*** THE DATA ***

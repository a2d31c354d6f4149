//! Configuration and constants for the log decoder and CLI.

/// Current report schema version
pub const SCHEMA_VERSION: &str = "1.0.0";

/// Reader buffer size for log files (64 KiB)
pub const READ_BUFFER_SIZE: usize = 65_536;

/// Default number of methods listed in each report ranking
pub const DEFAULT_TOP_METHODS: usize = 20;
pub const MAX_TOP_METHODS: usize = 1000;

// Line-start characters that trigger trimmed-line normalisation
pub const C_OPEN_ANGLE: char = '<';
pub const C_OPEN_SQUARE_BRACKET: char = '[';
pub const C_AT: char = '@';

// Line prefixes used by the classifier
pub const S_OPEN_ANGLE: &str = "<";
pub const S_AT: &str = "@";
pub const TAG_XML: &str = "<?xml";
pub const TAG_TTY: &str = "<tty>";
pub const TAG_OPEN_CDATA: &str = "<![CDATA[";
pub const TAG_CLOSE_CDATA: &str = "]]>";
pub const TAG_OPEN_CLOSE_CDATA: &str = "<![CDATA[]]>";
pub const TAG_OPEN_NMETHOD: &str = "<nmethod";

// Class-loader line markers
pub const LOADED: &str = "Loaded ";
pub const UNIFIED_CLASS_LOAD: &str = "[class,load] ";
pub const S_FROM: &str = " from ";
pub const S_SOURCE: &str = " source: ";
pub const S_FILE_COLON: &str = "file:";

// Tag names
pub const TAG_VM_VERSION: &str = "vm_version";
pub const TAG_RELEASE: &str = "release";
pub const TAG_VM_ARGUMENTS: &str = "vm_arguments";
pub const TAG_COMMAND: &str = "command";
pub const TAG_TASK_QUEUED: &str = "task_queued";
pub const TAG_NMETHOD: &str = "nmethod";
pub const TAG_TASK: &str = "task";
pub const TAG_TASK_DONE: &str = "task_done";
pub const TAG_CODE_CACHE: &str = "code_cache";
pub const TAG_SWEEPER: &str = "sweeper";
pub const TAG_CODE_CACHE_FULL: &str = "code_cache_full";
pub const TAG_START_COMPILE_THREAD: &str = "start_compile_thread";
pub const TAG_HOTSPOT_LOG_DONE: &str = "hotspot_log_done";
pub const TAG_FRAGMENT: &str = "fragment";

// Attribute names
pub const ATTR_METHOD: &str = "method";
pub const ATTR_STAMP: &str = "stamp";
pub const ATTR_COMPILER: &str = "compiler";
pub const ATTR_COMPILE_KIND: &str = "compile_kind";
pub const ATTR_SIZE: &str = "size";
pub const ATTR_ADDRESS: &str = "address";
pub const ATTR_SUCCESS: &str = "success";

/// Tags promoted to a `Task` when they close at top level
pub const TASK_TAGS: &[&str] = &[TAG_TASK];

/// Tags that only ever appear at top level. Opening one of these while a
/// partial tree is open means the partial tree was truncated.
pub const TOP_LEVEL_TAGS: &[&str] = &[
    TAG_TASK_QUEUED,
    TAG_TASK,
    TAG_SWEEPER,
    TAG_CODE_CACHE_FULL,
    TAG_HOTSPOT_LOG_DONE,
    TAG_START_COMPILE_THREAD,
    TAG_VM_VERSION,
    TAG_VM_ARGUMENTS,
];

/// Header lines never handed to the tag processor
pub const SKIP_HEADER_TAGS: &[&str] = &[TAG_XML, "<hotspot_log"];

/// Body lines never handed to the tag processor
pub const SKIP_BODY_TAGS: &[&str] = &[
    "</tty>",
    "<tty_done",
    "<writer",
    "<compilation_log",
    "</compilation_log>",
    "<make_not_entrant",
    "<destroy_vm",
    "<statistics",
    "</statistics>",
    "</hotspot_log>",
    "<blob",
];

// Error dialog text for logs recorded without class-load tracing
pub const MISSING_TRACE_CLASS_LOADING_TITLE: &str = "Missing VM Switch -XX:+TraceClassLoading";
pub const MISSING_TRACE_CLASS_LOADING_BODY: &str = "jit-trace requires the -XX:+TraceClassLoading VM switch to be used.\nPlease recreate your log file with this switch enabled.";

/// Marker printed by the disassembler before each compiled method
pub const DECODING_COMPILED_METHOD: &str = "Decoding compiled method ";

*** End of THE DATA ***

■ **WHAT IS REQUIRED**: Nothing is wanted except the number of lines in the entries above that include the word "never".

■ **WRITTEN SOLUTION**: 2